First Vice President of Iran
- Incumbent
- Assumed office 28 July 2024
- President: Masoud Pezeshkian
- Preceded by: Mohammad Mokhber
- In office 26 August 2001 – 10 September 2005
- President: Mohammad Khatami
- Preceded by: Hassan Habibi
- Succeeded by: Parviz Davoodi

Member of the Parliament of Iran
- In office 28 May 2016 – 26 May 2020
- Constituency: Tehran, Rey, Shemiranat and Eslamshahr

Member of Expediency Discernment Council
- Incumbent
- Assumed office 16 March 2002
- Appointed by: Ali Khamenei
- Chairman: Akbar Hashemi Rafsanjani Ali Movahedi-Kermani (Acting) Mahmoud Hashemi Shahroudi Sadeq Larijani

Supervisor of Presidential Administration of Iran
- In office 26 August 2001 – 10 September 2005
- President: Mohammad Khatami
- Preceded by: Mohammad Hashemi Rafsanjani
- Succeeded by: Ali Saeedlou

Vice President of Iran Head of Management and Planning Organization
- In office 2 December 2000 – 11 September 2001
- President: Mohammad Khatami
- Preceded by: Mohammad-Ali Najafi
- Succeeded by: Mohammad Sattarifar

Minister of Post, Telegraph and Telephone
- In office 20 August 1997 – 17 June 2000
- President: Mohammad Khatami
- Preceded by: Mohammad Gharazi
- Succeeded by: Nasrollah Jahangard (acting)

Personal details
- Born: 19 December 1951 (age 74) Yazd, Imperial State of Iran
- Party: Omid Iranian Foundation
- Other political affiliations: Islamic Iran Participation Front (Founding member)
- Spouse: Hamideh Moravvej Farshi
- Children: 3
- Education: University of Tehran Stanford University
- Occupation: Academic
- Website: ee.sharif.edu/~aref/

= Mohammad Reza Aref =

Vice President of Iran

Mohammad Reza Aref (محمدرضا عارف; born 19 December 1951) is an Iranian engineer, academic and reformist politician who is the first vice president of Iran since 2024, under President Masoud Pezeshkian; he previously served as the first vice-president from 2001 to 2005 under Mohammad Khatami. He is also currently member of the Expediency Discernment Council since 2002.

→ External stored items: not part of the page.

//! The output module merges an extraction with the place's identity fields and
//! writes the result to `<root>/<region>/<name>.json`.

use std::fs;
use std::io::{self, ErrorKind, Write};
use std::path::{Path, PathBuf};

use dialoguer::Confirm;
use log::{debug, info};
use serde::{Deserialize, Serialize};
use tempfile::NamedTempFile;

use crate::constants::{UNKNOWN_REGION, UNNAMED_PLACE};
use crate::error::OutputWriteError;
use crate::extract::{ExtractionResult, TokenUsage};
use crate::place::PlaceRecord;
use crate::schema::{BusinessDetails, DailyHours, EXTRACTION_SCHEMA_VERSION, Event, MenuItem, Promotion};

/// The stored record of one place.
#[derive(Debug, Clone, PartialEq, Serialize, Deserialize)]
#[serde(rename_all = "camelCase")]
pub struct OutputRecord {
    pub id: String,
    pub latitude: f64,
    pub longitude: f64,
    pub business: BusinessDetails,
    pub promotions: Vec<Promotion>,
    pub events: Vec<Event>,
    pub menu_items: Vec<MenuItem>,
    pub daily_hours: Vec<DailyHours>,
    #[serde(flatten)]
    pub usage: TokenUsage,
    pub schema_version: u32,
}

impl OutputRecord {
    /// Builds the record from an extraction, taking id and coordinates from
    /// `place` whatever the model returned for them.
    pub fn reconcile(place: &PlaceRecord, result: ExtractionResult) -> Self {
        let ExtractionResult { payload, usage } = result;

        if payload.id.as_ref().is_some_and(|id| *id != place.id)
            || payload.latitude.is_some_and(|latitude| latitude != place.latitude)
            || payload.longitude.is_some_and(|longitude| longitude != place.longitude)
        {
            debug!("Ignoring identity fields returned by the model for {}", place.id);
        }

        Self {
            id: place.id.clone(),
            latitude: place.latitude,
            longitude: place.longitude,
            business: payload.business,
            promotions: payload.promotions,
            events: payload.events,
            menu_items: payload.menu_items,
            daily_hours: payload.daily_hours,
            usage,
            schema_version: EXTRACTION_SCHEMA_VERSION,
        }
    }
}

/// What to do when the output file already exists.
#[derive(Clone, Copy, PartialEq, Eq, Debug, Default)]
pub enum OnConflict {
    /// Leave the existing file alone and report the conflict.
    #[default]
    Refuse,
    Overwrite,
    /// Ask on the terminal, refusing on "no".
    Prompt,
}

impl std::str::FromStr for OnConflict {
    type Err = String;

    fn from_str(input: &str) -> Result<Self, Self::Err> {
        match input.to_lowercase().as_str() {
            "refuse" => Ok(Self::Refuse),
            "overwrite" => Ok(Self::Overwrite),
            "prompt" => Ok(Self::Prompt),
            _ => Err(format!("Invalid conflict policy: {input}")),
        }
    }
}

/// Turns a business name into a file stem made of alphanumerics, `-` and `_`.
///
/// Other characters are dropped, whitespace runs become `_` and runs of
/// separators collapse into one. Falls back to `unnamed_place`.
pub fn sanitize_name(name: &str) -> String {
    sanitize_or(name, UNNAMED_PLACE)
}

fn sanitize_or(name: &str, fallback: &str) -> String {
    let kept: String = name
        .chars()
        .filter(|c| c.is_alphanumeric() || matches!(c, ' ' | '-' | '_'))
        .collect();
    let joined = kept.split_whitespace().collect::<Vec<_>>().join("_");

    let mut safe = String::with_capacity(joined.len());
    let mut separator_run = String::new();
    for c in joined.chars() {
        if c == '_' || c == '-' {
            separator_run.push(c);
            continue;
        }
        if !separator_run.is_empty() {
            if !safe.is_empty() {
                safe.push(if separator_run.contains('-') { '-' } else { '_' });
            }
            separator_run.clear();
        }
        safe.push(c);
    }

    if safe.is_empty() {
        fallback.to_owned()
    } else {
        safe
    }
}

/// Path the record of `name` in `region` is written to.
pub fn output_path(output_root: &Path, region: &str, name: &str) -> PathBuf {
    output_root
        .join(sanitize_or(region, UNKNOWN_REGION))
        .join(format!("{}.json", sanitize_name(name)))
}

/// Writes `record` as pretty-printed JSON under `<output_root>/<region>/<name>.json`.
///
/// # Errors
///
/// Returns [`OutputWriteError::Conflict`] if the file exists and `on_conflict`
/// does not allow replacing it, or another [`OutputWriteError`] on filesystem
/// or serialization failure.
pub fn write_record(
    record: &OutputRecord,
    name: &str,
    region: &str,
    output_root: &Path,
    on_conflict: OnConflict,
) -> Result<PathBuf, OutputWriteError> {
    let path = output_path(output_root, region, name);
    let mut json = serde_json::to_string_pretty(record)?;
    json.push('\n');

    let directory = path
        .parent()
        .map_or_else(|| output_root.to_path_buf(), Path::to_path_buf);
    let io_error = |source: io::Error| OutputWriteError::Io {
        path: path.clone(),
        source,
    };
    fs::create_dir_all(&directory).map_err(|source| OutputWriteError::Io {
        path: directory.clone(),
        source,
    })?;

    let overwrite = match on_conflict {
        OnConflict::Refuse => false,
        OnConflict::Overwrite => true,
        OnConflict::Prompt => path.exists() && confirm_overwrite(&path)?,
    };

    // The record only appears under its final name once fully written.
    let mut staged = NamedTempFile::new_in(&directory).map_err(io_error)?;
    staged.write_all(json.as_bytes()).map_err(io_error)?;

    let persisted = if overwrite {
        staged.persist(&path)
    } else {
        staged.persist_noclobber(&path)
    };
    persisted.map_err(|e| {
        if e.error.kind() == ErrorKind::AlreadyExists {
            OutputWriteError::Conflict { path: path.clone() }
        } else {
            io_error(e.error)
        }
    })?;

    info!("Saved {}", path.display());
    Ok(path)
}

fn confirm_overwrite(path: &Path) -> Result<bool, OutputWriteError> {
    Confirm::new()
        .with_prompt(format!(
            "File {} exists. Replace existing content?",
            path.display()
        ))
        .default(false)
        .interact()
        .map_err(|e| OutputWriteError::Prompt(e.to_string()))
}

He was the parliamentary leader of reformists' Hope fraction in the Iranian Parliament, representing Tehran, Rey, Shemiranat and Eslamshahr. Aref has also been heading the Reformists' Supreme Council for Policymaking since its establishment in 2015.

He was also the second first vice president from 2001 to 2005 under Mohammad Khatami and Mahmoud Ahmadinejad. He previously served as Minister Information and Communications Technology and head of Management and Planning Organization in Khatami's first cabinet. He was a member of Supreme Council of the Cultural Revolution until 2021. He is also an electrical engineer and a professor at University of Tehran and Sharif University of Technology. He was a candidate in the 2013 presidential election but withdrew his candidacy in order to give the reformist camp a better chance to win.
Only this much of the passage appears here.